Las decisiones quedaron
formalmente consignadas en los Autos 082 y 084 del 29 de enero de 2026, en los
cuales la Corte sostuvo que la medida adoptada por el Gobierno Nacional, tras
el hundimiento de la denominada “Ley de Financiamiento”, adolece de
profundos vicios al no estar sustentada en hechos sobrevinientes ni
extraordinarios, sino en problemáticas de carácter estructural. Tal
afirmación, formulada en sede cautelar y sin que se conozca aún la motivación
integral de la decisión, intensifica la preocupación sobre la producción de
efectos jurídicos inmediatos sin un razonamiento público, completo y oportuno.

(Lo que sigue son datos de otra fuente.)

//! Bulk transfer of byte payloads through the blob store.

use std::io::{Read, Write};
use std::path::Path;

use flate2::Compression;
use flate2::read::GzDecoder;
use flate2::write::GzEncoder;
use langhost_core::{CancelScope, HostError, HostResult};
use langhost_session::Session;

use crate::protocol::{Blob, BlobStore};
use crate::stream::BlobStream;

/// Largest payload carried by a single read or write request (64 KiB).
pub(crate) const CHUNK_SIZE: usize = 64 * 1024;

const PREALLOC_LIMIT: usize = CHUNK_SIZE * 16;

/// Moves payloads to and from host blobs in bounded chunks.
#[derive(Debug, Clone)]
pub struct DataTransfer {
    store: BlobStore,
}

impl DataTransfer {
    /// Create a new data transfer on `session`.
    #[must_use]
    pub const fn new(session: Session) -> Self {
        Self {
            store: BlobStore::new(session),
        }
    }

    #[must_use]
    pub const fn store(&self) -> &BlobStore {
        &self.store
    }

    /// Upload `data` into a fresh blob.
    ///
    /// With `compress` the payload is gzip-compressed first and the
    /// returned blob is marked compressed.
    ///
    /// # Errors
    /// Returns blob store, cancellation and disconnection errors.
    pub async fn send_bytes(
        &self,
        data: &[u8],
        compress: bool,
        scope: &CancelScope,
    ) -> HostResult<Blob> {
        let compressed;
        let payload = if compress {
            compressed = self::compress(data)?;
            compressed.as_slice()
        } else {
            data
        };

        let id = self.store.create(scope).await?;
        let mut offset = 0u64;
        for chunk in payload.chunks(CHUNK_SIZE) {
            self.store.write(id, offset, chunk, scope).await?;
            offset += chunk.len() as u64;
        }
        tracing::debug!(
            blob = id.value(),
            len = data.len(),
            stored = payload.len(),
            compress,
            "Sent bytes"
        );
        Ok(Blob {
            id,
            len: offset,
            compressed: compress,
        })
    }

    /// Download the whole blob, inflating it when `decompress` is set.
    ///
    /// # Errors
    /// Returns [`HostError::Protocol`] if the blob is shorter than its
    /// recorded length and [`HostError::Format`] if inflating fails.
    pub async fn fetch_bytes(
        &self,
        blob: &Blob,
        decompress: bool,
        scope: &CancelScope,
    ) -> HostResult<Vec<u8>> {
        // The recorded length is not trusted for the up-front allocation.
        let capacity = usize::try_from(blob.len)
            .unwrap_or(usize::MAX)
            .min(PREALLOC_LIMIT);
        let mut data = Vec::with_capacity(capacity);
        let mut offset = 0u64;
        while offset < blob.len {
            let want = (blob.len - offset).min(CHUNK_SIZE as u64);
            let chunk = self.store.read(blob.id, offset, want, scope).await?;
            if chunk.is_empty() {
                return Err(HostError::Protocol(format!(
                    "blob {} ended at {offset} of {} bytes",
                    blob.id, blob.len
                )));
            }
            offset += chunk.len() as u64;
            data.extend_from_slice(&chunk);
        }
        if decompress {
            data = self::decompress(&data)?;
        }
        Ok(data)
    }

    /// Download and inflate a blob written with compression.
    ///
    /// # Errors
    /// See [`DataTransfer::fetch_bytes`].
    pub async fn fetch_and_decompress(
        &self,
        blob: &Blob,
        scope: &CancelScope,
    ) -> HostResult<Vec<u8>> {
        self.fetch_bytes(blob, true, scope).await
    }

    /// Download a blob and destroy it on the host.
    ///
    /// The blob is destroyed even if the download fails.
    ///
    /// # Errors
    /// See [`DataTransfer::fetch_bytes`].
    pub async fn fetch_and_destroy(
        &self,
        blob: &Blob,
        decompress: bool,
        scope: &CancelScope,
    ) -> HostResult<Vec<u8>> {
        let fetched = self.fetch_bytes(blob, decompress, scope).await;
        let destroyed = self.store.destroy(&[blob.id], scope).await;
        let data = fetched?;
        destroyed?;
        Ok(data)
    }

    /// Upload a file's contents into a fresh blob.
    ///
    /// # Errors
    /// Returns [`HostError::Format`] if the file cannot be read, plus the
    /// errors of [`DataTransfer::send_bytes`].
    pub async fn send_file(
        &self,
        path: impl AsRef<Path>,
        compress: bool,
        scope: &CancelScope,
    ) -> HostResult<Blob> {
        let path = path.as_ref();
        let data = tokio::fs::read(path)
            .await
            .map_err(|e| HostError::Format(format!("cannot read {}: {e}", path.display())))?;
        self.send_bytes(&data, compress, scope).await
    }

    /// Download a blob into a file, replacing it.
    ///
    /// # Errors
    /// Returns [`HostError::Format`] if the file cannot be written, plus
    /// the errors of [`DataTransfer::fetch_bytes`].
    pub async fn fetch_to_file(
        &self,
        blob: &Blob,
        path: impl AsRef<Path>,
        decompress: bool,
        scope: &CancelScope,
    ) -> HostResult<u64> {
        let path = path.as_ref();
        let data = self.fetch_bytes(blob, decompress, scope).await?;
        tokio::fs::write(path, &data)
            .await
            .map_err(|e| HostError::Format(format!("cannot write {}: {e}", path.display())))?;
        Ok(data.len() as u64)
    }

    /// Open a seekable stream over a fresh empty blob.
    ///
    /// # Errors
    /// Returns blob store, cancellation and disconnection errors.
    pub async fn create_stream(&self, scope: &CancelScope) -> HostResult<BlobStream> {
        let id = self.store.create(scope).await?;
        Ok(BlobStream::new(
            self.store.clone(),
            Blob {
                id,
                len: 0,
                compressed: false,
            },
        ))
    }

    /// Open a seekable stream over an existing blob.
    #[must_use]
    pub fn open_stream(&self, blob: Blob) -> BlobStream {
        BlobStream::new(self.store.clone(), blob)
    }
}

pub(crate) fn compress(data: &[u8]) -> HostResult<Vec<u8>> {
    let failed = |e: std::io::Error| HostError::Format(format!("compression failed: {e}"));
    let mut encoder = GzEncoder::new(Vec::new(), Compression::default());
    encoder.write_all(data).map_err(failed)?;
    encoder.finish().map_err(failed)
}

pub(crate) fn decompress(data: &[u8]) -> HostResult<Vec<u8>> {
    let mut out = Vec::new();
    GzDecoder::new(data)
        .read_to_end(&mut out)
        .map_err(|e| HostError::Format(format!("decompression failed: {e}")))?;
    Ok(out)
}
//! Helper channel configuration.

use std::path::PathBuf;
use std::time::Duration;

use serde::{Deserialize, Serialize};

const SOCKET_NAME: &str = "langhost-helper.sock";

/// Default channel location.
///
/// Resolution order:
/// 1. `$XDG_RUNTIME_DIR/langhost-helper.sock`
/// 2. the platform runtime or cache directory
/// 3. the system temp directory
#[must_use]
pub fn default_channel_path() -> PathBuf {
    if let Some(runtime_dir) = std::env::var_os("XDG_RUNTIME_DIR") {
        return PathBuf::from(runtime_dir).join(SOCKET_NAME);
    }
    dirs::runtime_dir()
        .or_else(dirs::cache_dir)
        .unwrap_or_else(std::env::temp_dir)
        .join(SOCKET_NAME)
}

const fn default_server_timeout_ms() -> u64 {
    30_000
}

const fn default_client_timeout_ms() -> u64 {
    5_000
}

const fn default_max_request_bytes() -> usize {
    16 * 1024
}

/// Settings shared by the helper server and client.
#[derive(Debug, Clone, PartialEq, Eq, Serialize, Deserialize)]
pub struct HelperConfig {
    /// Local socket the server listens on.
    #[serde(default = "default_channel_path")]
    pub channel: PathBuf,

    /// Time the server allows itself to receive and answer a request.
    #[serde(default = "default_server_timeout_ms")]
    pub server_timeout_ms: u64,

    /// Time a client gets to send its request and read the answer.
    #[serde(default = "default_client_timeout_ms")]
    pub client_timeout_ms: u64,

    /// Largest encoded request the server accepts.
    #[serde(default = "default_max_request_bytes")]
    pub max_request_bytes: usize,
}

impl Default for HelperConfig {
    fn default() -> Self {
        Self {
            channel: default_channel_path(),
            server_timeout_ms: default_server_timeout_ms(),
            client_timeout_ms: default_client_timeout_ms(),
            max_request_bytes: default_max_request_bytes(),
        }
    }
}

impl HelperConfig {
    /// Default settings on a specific channel.
    #[must_use]
    pub fn with_channel(channel: impl Into<PathBuf>) -> Self {
        Self {
            channel: channel.into(),
            ..Self::default()
        }
    }

    #[must_use]
    pub fn with_timeouts(mut self, server: Duration, client: Duration) -> Self {
        self.server_timeout_ms = duration_ms(server);
        self.client_timeout_ms = duration_ms(client);
        self
    }

    #[must_use]
    pub const fn server_timeout(&self) -> Duration {
        Duration::from_millis(self.server_timeout_ms)
    }

    #[must_use]
    pub const fn client_timeout(&self) -> Duration {
        Duration::from_millis(self.client_timeout_ms)
    }

    /// Budget for one whole exchange, from accept to disconnect.
    #[must_use]
    pub const fn exchange_timeout(&self) -> Duration {
        self.server_timeout().saturating_add(self.client_timeout())
    }
}

fn duration_ms(duration: Duration) -> u64 {
    u64::try_from(duration.as_millis()).unwrap_or(u64::MAX)
}

#[cfg(test)]
mod tests {
    use super::*;

    #[test]
    fn test_defaults_from_json() {
        let config: HelperConfig =
            serde_json::from_str(r#"{"channel":"/run/test.sock","client_timeout_ms":250}"#)
                .unwrap();
        assert_eq!(config.channel, PathBuf::from("/run/test.sock"));
        assert_eq!(config.server_timeout(), Duration::from_secs(30));
        assert_eq!(config.exchange_timeout(), Duration::from_millis(30_250));
        assert_eq!(config.max_request_bytes, 16 * 1024);
    }

    #[test]
    fn test_default_channel_path_has_socket_name() {
        assert!(default_channel_path().ends_with(SOCKET_NAME));
    }

    #[test]
    fn test_oversized_timeouts_saturate() {
        let config = HelperConfig::with_channel("/run/test.sock")
            .with_timeouts(Duration::MAX, Duration::from_millis(1500));
        assert_eq!(config.server_timeout_ms, u64::MAX);
        assert_eq!(config.client_timeout_ms, 1500);
        assert_eq!(
            config.exchange_timeout(),
            Duration::from_millis(u64::MAX) + Duration::from_millis(1500)
        );
    }
}
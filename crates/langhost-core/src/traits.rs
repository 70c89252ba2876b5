//! Core traits and session-level types.

use std::fmt;

use async_trait::async_trait;
use serde::{Deserialize, Serialize};
use tokio::sync::mpsc;
use uuid::Uuid;

use crate::config::Endpoint;
use crate::error::TransportError;
use crate::message::{ClientFrame, HostFrame};

/// Session identifier.
pub type SessionId = Uuid;

/// Session lifecycle state.
#[derive(Debug, Clone, Copy, PartialEq, Eq, Serialize, Deserialize)]
#[serde(rename_all = "snake_case")]
pub enum SessionState {
    /// No transport; calls fail with a disconnection error.
    Disconnected,
    /// `start` is establishing the transport.
    Connecting,
    /// Transport is up and requests flow.
    Running,
}

impl fmt::Display for SessionState {
    fn fmt(&self, f: &mut fmt::Formatter<'_>) -> fmt::Result {
        match self {
            Self::Disconnected => write!(f, "disconnected"),
            Self::Connecting => write!(f, "connecting"),
            Self::Running => write!(f, "running"),
        }
    }
}

/// Lifecycle notification broadcast by a session.
#[derive(Debug, Clone, PartialEq, Eq)]
pub enum SessionEvent {
    Connected { host_version: String },
    Disconnected { reason: String },
}

/// A message-delimited, order-preserving link to one host.
///
/// The inbound side yielding `None` is the disconnect notification.
#[derive(Debug)]
pub struct Channel {
    pub outbound: mpsc::UnboundedSender<ClientFrame>,
    pub inbound: mpsc::UnboundedReceiver<HostFrame>,
}

/// Trait for ways of reaching a host.
#[async_trait]
pub trait Transport: Send + Sync {
    /// Open a channel to the host at `endpoint`.
    ///
    /// The caller applies its own timeout.
    async fn connect(&self, endpoint: &Endpoint) -> Result<Channel, TransportError>;
}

Es precisamente en este punto
donde se nublan las aspiraciones críticas del suscrito. El análisis de fondo de
la posición de la Corte se torna inviable cuando la corporación opta —como
práctica reiterada— por comunicar decisiones con efectos jurídicos plenos a
través de comunicados de prensa, que no constituyen el medio oficial de
publicidad de las providencias, ni permiten el escrutinio razonado de sus
fundamentos. Cuando las motivaciones se conocen de forma tardía, el debate
público se vacía de contenido y el ciudadano queda reducido a un espectador
pasivo de decisiones ya consumadas en sus efectos institucionales, políticos y
sociales.
Este episodio pone de relieve una fragilidad creciente de la confianza jurídica de los procedimientos de la Corte, en al menos tres dimensiones.
Conclusión: la confianza
jurídica en estado de interregno
Este episodio pone de relieve una
fragilidad creciente de la confianza jurídica de los procedimientos de la Corte, en al menos tres dimensiones. Primera, cuando decisiones de
impacto inmediato se conocen inicialmente por comunicados, la publicidad
judicial se vuelve incompleta y el debate ciudadano queda a merced de una
motivación que llega después. Segunda, los virajes jurisprudenciales
—sobre todo cuando alteran expectativas de estabilidad— pueden abrir
controversias sobre confianza legítima, seguridad jurídica y eventual daño
antijurídico, con el correlativo riesgo de litigiosidad patrimonial Y tercera,
entre la declaratoria ( DL 1390 de 2025 22 de diciembre de 2025) y la
suspensión (29 de enero de 2026) hubo un tramo de vigencia en el que se
expidieron y aplicaron decretos de desarrollo (DL 1474 de 2025 y 044 de 2026),
mostrando que la oscilación del criterio constitucional no es neutra: produce
efectos reales antes de que exista una respuesta definitiva, contrario al
precepto constitucional y con ello tensiona la confianza pública en el derecho
como marco de previsibilidad.
En suma, más que un debate técnico sobre estados de excepción, lo que aquí se revela es una tensión profunda entre el poder de la Corte y la confianza que el sistema constitucional exige de quienes lo integran.